See, e.g., SAC ¶¶ 127, 129, 130–131, 133, 136, 137, 139, 141–143.

See id. ¶¶ 134, 145 (indicating that the statements in paragraphs 126–133 and 136–144 are all materially misleading “for the reasons set forth above in ¶ 125”).

Indeed, plaintiffs concede that many of the allegedly misleading statements are not attributable to YPF. See Pl. Mem. at 14 n. 6.

See, e.g., Waterford Twp. Police & Fire Ret. Sys. v. Smithtown Bancorp., Inc., No. 10 Civ. 864, 2013 WL 1345086, at *5 (E.D.N.Y. Mar. 29, 2013) (dismissing complaint containing “many long block quotes of public statements made by [defendant], with smaller sections alleged to be misleading highlighted in bold.... [which] often follow one after the other without Plaintiffs' explaining how and why each individual section is misleading”); Tabor v.

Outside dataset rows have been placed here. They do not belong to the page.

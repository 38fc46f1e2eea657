//! RevenueCat webhook receiver

use axum::{
    body::Bytes,
    extract::State,
    http::{HeaderMap, StatusCode},
    Json,
};
use serde::Serialize;

use creditline_billing::WebhookRequest;

use crate::auth::authorize_webhook;
use crate::error::ApiError;
use crate::state::AppState;

#[derive(Debug, Serialize)]
pub struct WebhookResponse {
    pub success: bool,
    pub processed: bool,
    #[serde(skip_serializing_if = "Option::is_none")]
    pub error: Option<String>,
}

impl WebhookResponse {
    fn failed(err: &ApiError) -> (StatusCode, Json<Self>) {
        (
            err.status(),
            Json(Self {
                success: false,
                processed: false,
                error: Some(err.public_message()),
            }),
        )
    }
}

/// Handle a RevenueCat webhook delivery
///
/// Any non-2xx makes RevenueCat redeliver, so 404 (user not linked yet) and
/// 503 (transient) are the statuses that lead to a later successful retry.
pub async fn revenuecat(
    State(state): State<AppState>,
    headers: HeaderMap,
    body: Bytes,
) -> (StatusCode, Json<WebhookResponse>) {
    if let Err(err) = authorize_webhook(state.webhook_secret.as_deref(), &headers) {
        return WebhookResponse::failed(&err);
    }

    let request = if body.iter().all(u8::is_ascii_whitespace) {
        None
    } else {
        match serde_json::from_slice::<Option<WebhookRequest>>(&body) {
            Ok(request) => request,
            Err(err) => {
                tracing::warn!(error = %err, body_len = body.len(), "Unparseable RevenueCat webhook body");
                return WebhookResponse::failed(&ApiError::BadRequest(format!(
                    "Invalid webhook payload: {err}"
                )));
            }
        }
    };

    match state.billing.webhooks.process(request).await {
        Ok(outcome) => (
            StatusCode::OK,
            Json(WebhookResponse {
                success: true,
                processed: outcome.processed,
                error: None,
            }),
        ),
        Err(err) => {
            let err = ApiError::from(err);
            tracing::warn!(status = %err.status(), error = %err, "RevenueCat webhook not applied");
            WebhookResponse::failed(&err)
        }
    }
}
//! API error types and handling

use axum::{
    http::StatusCode,
    response::{IntoResponse, Response},
    Json,
};
use serde_json::json;

use creditline_billing::BillingError;

/// Application error type
#[derive(Debug, thiserror::Error)]
pub enum ApiError {
    // Authentication errors
    #[error("Authentication required")]
    Unauthorized,
    #[error("Invalid webhook authorization")]
    InvalidWebhookSecret,

    // Validation errors
    #[error("Validation error: {0}")]
    Validation(String),
    #[error("Invalid request: {0}")]
    BadRequest(String),

    // Resource errors
    #[error("{0}")]
    NotFound(String),

    // Billing errors
    #[error("Insufficient credits: balance {balance}, requested {requested}")]
    InsufficientCredits { balance: i32, requested: i32 },

    // Internal errors
    #[error("Database error: {0}")]
    Database(String),
    #[error("Internal server error")]
    Internal,
    #[error("Service unavailable: {0}")]
    ServiceUnavailable(String),
}

impl ApiError {
    pub fn status(&self) -> StatusCode {
        match self {
            ApiError::Unauthorized | ApiError::InvalidWebhookSecret => StatusCode::UNAUTHORIZED,
            ApiError::Validation(_) | ApiError::BadRequest(_) => StatusCode::BAD_REQUEST,
            ApiError::NotFound(_) => StatusCode::NOT_FOUND,
            ApiError::InsufficientCredits { .. } => StatusCode::PAYMENT_REQUIRED,
            ApiError::Database(_) | ApiError::Internal => StatusCode::INTERNAL_SERVER_ERROR,
            ApiError::ServiceUnavailable(_) => StatusCode::SERVICE_UNAVAILABLE,
        }
    }

    /// Message safe to return to the caller
    pub fn public_message(&self) -> String {
        match self {
            ApiError::Database(_) => "Database error".to_string(),
            _ => self.to_string(),
        }
    }

    fn code(&self) -> &'static str {
        match self {
            ApiError::Unauthorized => "UNAUTHORIZED",
            ApiError::InvalidWebhookSecret => "INVALID_WEBHOOK_SECRET",
            ApiError::Validation(_) => "VALIDATION_ERROR",
            ApiError::BadRequest(_) => "BAD_REQUEST",
            ApiError::NotFound(_) => "NOT_FOUND",
            ApiError::InsufficientCredits { .. } => "INSUFFICIENT_CREDITS",
            ApiError::Database(_) => "DATABASE_ERROR",
            ApiError::Internal => "INTERNAL_ERROR",
            ApiError::ServiceUnavailable(_) => "SERVICE_UNAVAILABLE",
        }
    }
}

impl IntoResponse for ApiError {
    fn into_response(self) -> Response {
        let body = Json(json!({
            "error": {
                "code": self.code(),
                "message": self.public_message(),
            }
        }));

        (self.status(), body).into_response()
    }
}

impl From<BillingError> for ApiError {
    fn from(err: BillingError) -> Self {
        if err.is_retryable() {
            tracing::warn!(error = %err, "Retryable billing error");
            return ApiError::ServiceUnavailable(err.to_string());
        }
        match err {
            BillingError::UserNotFound(_) | BillingError::WebhookUserNotFound(_) => {
                ApiError::NotFound(err.to_string())
            }
            BillingError::InvalidInput(msg) => ApiError::BadRequest(msg),
            BillingError::InsufficientCredits { balance, requested } => {
                ApiError::InsufficientCredits { balance, requested }
            }
            other => {
                tracing::error!(error = %other, "Billing error");
                ApiError::Internal
            }
        }
    }
}

impl From<sqlx::Error> for ApiError {
    fn from(err: sqlx::Error) -> Self {
        tracing::error!("Database error: {:?}", err);
        ApiError::Database(err.to_string())
    }
}

/// Result type alias for API handlers
pub type ApiResult<T> = Result<T, ApiError>;
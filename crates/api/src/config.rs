//! Application configuration

use std::env;

/// Application configuration loaded from environment variables
#[derive(Debug, Clone)]
pub struct Config {
    // Server
    pub bind_address: String,

    // Database
    pub database_url: String,
    pub database_max_connections: u32,
    pub run_migrations: bool,

    // RevenueCat
    /// Shared secret RevenueCat sends in the webhook `Authorization` header.
    /// `None` leaves the webhook endpoint unauthenticated.
    pub revenuecat_webhook_secret: Option<String>,
}

impl Config {
    /// Load configuration from environment variables
    pub fn from_env() -> Result<Self, ConfigError> {
        Ok(Self {
            // Server
            bind_address: env::var("BIND_ADDRESS").unwrap_or_else(|_| "0.0.0.0:3000".to_string()),

            // Database
            database_url: env::var("DATABASE_URL")
                .map_err(|_| ConfigError::Missing("DATABASE_URL"))?,
            database_max_connections: env::var("DATABASE_MAX_CONNECTIONS")
                .unwrap_or_else(|_| "20".to_string())
                .parse()
                .unwrap_or(20),
            run_migrations: env::var("RUN_MIGRATIONS")
                .unwrap_or_else(|_| "true".to_string())
                .parse()
                .unwrap_or(true),

            // RevenueCat
            revenuecat_webhook_secret: env::var("REVENUECAT_WEBHOOK_SECRET")
                .ok()
                .map(|s| s.trim().to_string())
                .filter(|s| !s.is_empty()),
        })
    }
}

#[derive(Debug, thiserror::Error)]
pub enum ConfigError {
    #[error("Missing required environment variable: {0}")]
    Missing(&'static str),
}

Bodisen Biotech, Inc., 579 F.Supp.2d 438, 453 (S.D.N.Y.2008) (dismissing complaint because “[p]laintiffs [sic] use of large block quotes from SEC filings and press releases, followed by generalized explanations of how the statements were false or misleading are not sufficient to satisfy the heightened pleading requirements”); In re Alcatel Sec. Litig., 382 F.Supp.2d 513, 534–35 (S.D.N.Y.2005) (dismissing claims where “[p]laintiffs neglect to make it clear what portion of each quotation constitutes a false representation, or which statements link up with which issues in the laundry list, placing the burden on the Court to sort out the alleged misrepresentations and then match them with the corresponding adverse facts”).

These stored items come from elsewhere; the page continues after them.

//! Purchase verification against provider purchase history

use std::sync::Arc;

use crate::client::{ProviderPurchase, PurchaseHistorySource};
use crate::error::{BillingError, BillingResult};
use crate::matching::{two_pass_filter, AppUserCandidates};

/// Result of checking one claimed purchase
#[derive(Debug, Clone, Default, PartialEq, Eq)]
pub struct Verification {
    pub verified: bool,
    /// Canonical id of the matched purchase; the idempotency key
    pub resolved_transaction_id: Option<String>,
    /// Product id as the provider recorded it
    pub resolved_product_id: Option<String>,
    /// Candidate app-user id whose history held the purchase
    pub app_user_id: Option<String>,
}

impl Verification {
    pub fn unverified() -> Self {
        Self::default()
    }

    fn from_purchase(app_user_id: &str, purchase: &ProviderPurchase) -> Self {
        Self {
            verified: true,
            resolved_transaction_id: purchase.canonical_transaction_id().map(str::to_string),
            resolved_product_id: Some(purchase.product_id.clone()),
            app_user_id: Some(app_user_id.to_string()),
        }
    }
}

/// Locate a purchase in history
///
/// With a transaction id, every purchase is searched regardless of product. Without
/// one, the latest purchase of the product wins, exact product ids before suffix
/// matches.
pub fn find_purchase<'a>(
    purchases: &'a [ProviderPurchase],
    transaction_id: Option<&str>,
    product_id: &str,
) -> Option<&'a ProviderPurchase> {
    match transaction_id.map(str::trim).filter(|id| !id.is_empty()) {
        Some(tx) => purchases.iter().find(|p| p.has_transaction_id(tx)),
        None => {
            let with_ids: Vec<&ProviderPurchase> = purchases
                .iter()
                .filter(|p| p.canonical_transaction_id().is_some())
                .collect();
            two_pass_filter(&with_ids, product_id, |p| p.product_id.as_str())
                .into_iter()
                .max_by_key(|p| p.purchased_at_ms.unwrap_or(0))
                .copied()
        }
    }
}

/// Verifies claimed purchases through a [`PurchaseHistorySource`]
#[derive(Clone)]
pub struct PurchaseVerifier {
    source: Arc<dyn PurchaseHistorySource>,
}

impl PurchaseVerifier {
    pub fn new(source: Arc<dyn PurchaseHistorySource>) -> Self {
        Self { source }
    }

    /// Verify one purchase for one app-user id
    ///
    /// A 404 from the provider or a miss in history is `verified = false`. Transport
    /// failures are errors so the caller can retry instead of reporting a false
    /// negative.
    pub async fn verify_transaction(
        &self,
        app_user_id: &str,
        transaction_id: Option<&str>,
        product_id: &str,
    ) -> BillingResult<Verification> {
        let Some(info) = self.source.fetch_subscriber(app_user_id).await? else {
            tracing::info!(app_user_id = %app_user_id, "No purchase history at provider");
            return Ok(Verification::unverified());
        };

        match find_purchase(&info.purchases, transaction_id, product_id) {
            Some(purchase) => {
                tracing::info!(
                    app_user_id = %app_user_id,
                    product_id = %purchase.product_id,
                    transaction_id = ?purchase.canonical_transaction_id(),
                    "Purchase verified"
                );
                Ok(Verification::from_purchase(app_user_id, purchase))
            }
            None => {
                tracing::warn!(
                    app_user_id = %app_user_id,
                    product_id = %product_id,
                    transaction_id = ?transaction_id,
                    purchases = info.purchases.len(),
                    "Purchase not found in provider history"
                );
                Ok(Verification::unverified())
            }
        }
    }

    /// Try each candidate in order; the first that verifies wins
    ///
    /// If no candidate verifies and at least one failed with an error, the last
    /// error is returned rather than a negative result.
    pub async fn verify_candidates(
        &self,
        candidates: &AppUserCandidates,
        transaction_id: Option<&str>,
        product_id: &str,
    ) -> BillingResult<Verification> {
        let mut last_error: Option<BillingError> = None;

        for candidate in candidates.iter() {
            match self.verify_transaction(candidate, transaction_id, product_id).await {
                Ok(verification) if verification.verified => return Ok(verification),
                Ok(_) => {}
                Err(e) => {
                    tracing::warn!(app_user_id = %candidate, error = %e, "Verification attempt failed");
                    last_error = Some(e);
                }
            }
        }

        match last_error {
            Some(e) => Err(e),
            None => Ok(Verification::unverified()),
        }
    }
}
//! Subscription state as mirrored from the billing provider

use std::sync::Arc;

use serde::Serialize;
use time::OffsetDateTime;
use uuid::Uuid;

use creditline_shared::{normalize_customer_id, SubscriptionStatus, User};

use crate::error::{BillingError, BillingResult};
use crate::store::LedgerStore;

#[derive(Debug, Clone, PartialEq, Eq, Serialize)]
#[serde(rename_all = "camelCase")]
pub struct SubscriptionView {
    pub status: SubscriptionStatus,
    pub product_id: Option<String>,
    #[serde(with = "time::serde::rfc3339::option")]
    pub expires_at: Option<OffsetDateTime>,
    pub is_active: bool,
    pub customer_id: Option<String>,
}

impl SubscriptionView {
    pub fn from_user(user: &User, now: OffsetDateTime) -> Self {
        Self {
            status: user.subscription_status,
            product_id: user.subscription_product_id.clone(),
            expires_at: user.subscription_expires_at,
            is_active: user.has_active_subscription(now),
            customer_id: user.billing_customer_id.clone(),
        }
    }
}

#[derive(Clone)]
pub struct SubscriptionService {
    store: Arc<dyn LedgerStore>,
}

impl SubscriptionService {
    pub fn new(store: Arc<dyn LedgerStore>) -> Self {
        Self { store }
    }

    pub async fn get_subscription(&self, user_id: Uuid) -> BillingResult<SubscriptionView> {
        let user = self
            .store
            .get_user(user_id)
            .await?
            .ok_or_else(|| BillingError::UserNotFound(user_id.to_string()))?;
        Ok(SubscriptionView::from_user(&user, OffsetDateTime::now_utc()))
    }

    /// Store the provider app-user id the client purchases under
    ///
    /// Overwrites any earlier link; purchases verified afterwards check this id first.
    pub async fn link_customer(&self, user_id: Uuid, customer_id: &str) -> BillingResult<SubscriptionView> {
        let customer_id = normalize_customer_id(customer_id)?;
        let user = self.store.set_billing_customer_id(user_id, &customer_id).await?;
        tracing::info!(user_id = %user_id, customer_id = %customer_id, "Linked billing customer id");
        Ok(SubscriptionView::from_user(&user, OffsetDateTime::now_utc()))
    }
}
#![cfg_attr(test, allow(clippy::unwrap_used))]
#![cfg_attr(test, allow(clippy::expect_used))]

//! Creditline Shared Types and Utilities
//!
//! Ledger models, shared errors, and database helpers used by the billing and API crates.

pub mod db;
pub mod error;
pub mod types;

pub use db::*;
pub use error::*;
pub use types::*;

2. Plaintiffs Fail to Identify Any Actionable Misrepresentations or Omissions

The alleged misrepresentations identified by plaintiffs include optimistic characterizations of Vaca Muerta's potential and statements about YPF's plans to increase domestic investment and exploration. Plaintiffs further allege that those statements were all materially misleading because they failed to disclose Repsol's 1) deliberate failure to invest in domestic exploration, allegedly motivated by the desire to use high dividends to finance its own international operations, 2) the fact that such underinvestment led to breaches of concessions contracts with provinces and increased the risk of nationalization, and 3) the fact that nationalization would have a severe negative effect on YPF's value.

See SAC ¶¶ 126–133, 136–144.

See id. ¶ 125.

Many of these alleged omissions were either fully disclosed or matters of public knowledge. For example, the negative effect of nationalization on YPF's share price would have been obvious to any reasonable investor. Indeed, plaintiffs admit that YPF's stock dropped in response to each major media report about the risk of nationalization, indicating that investors understood the likely impact on share price.

See Levitin, 159 F.3d at 702 (noting that an omitted fact is considered immaterial when it “is so basic that any investor could be expected to know it”).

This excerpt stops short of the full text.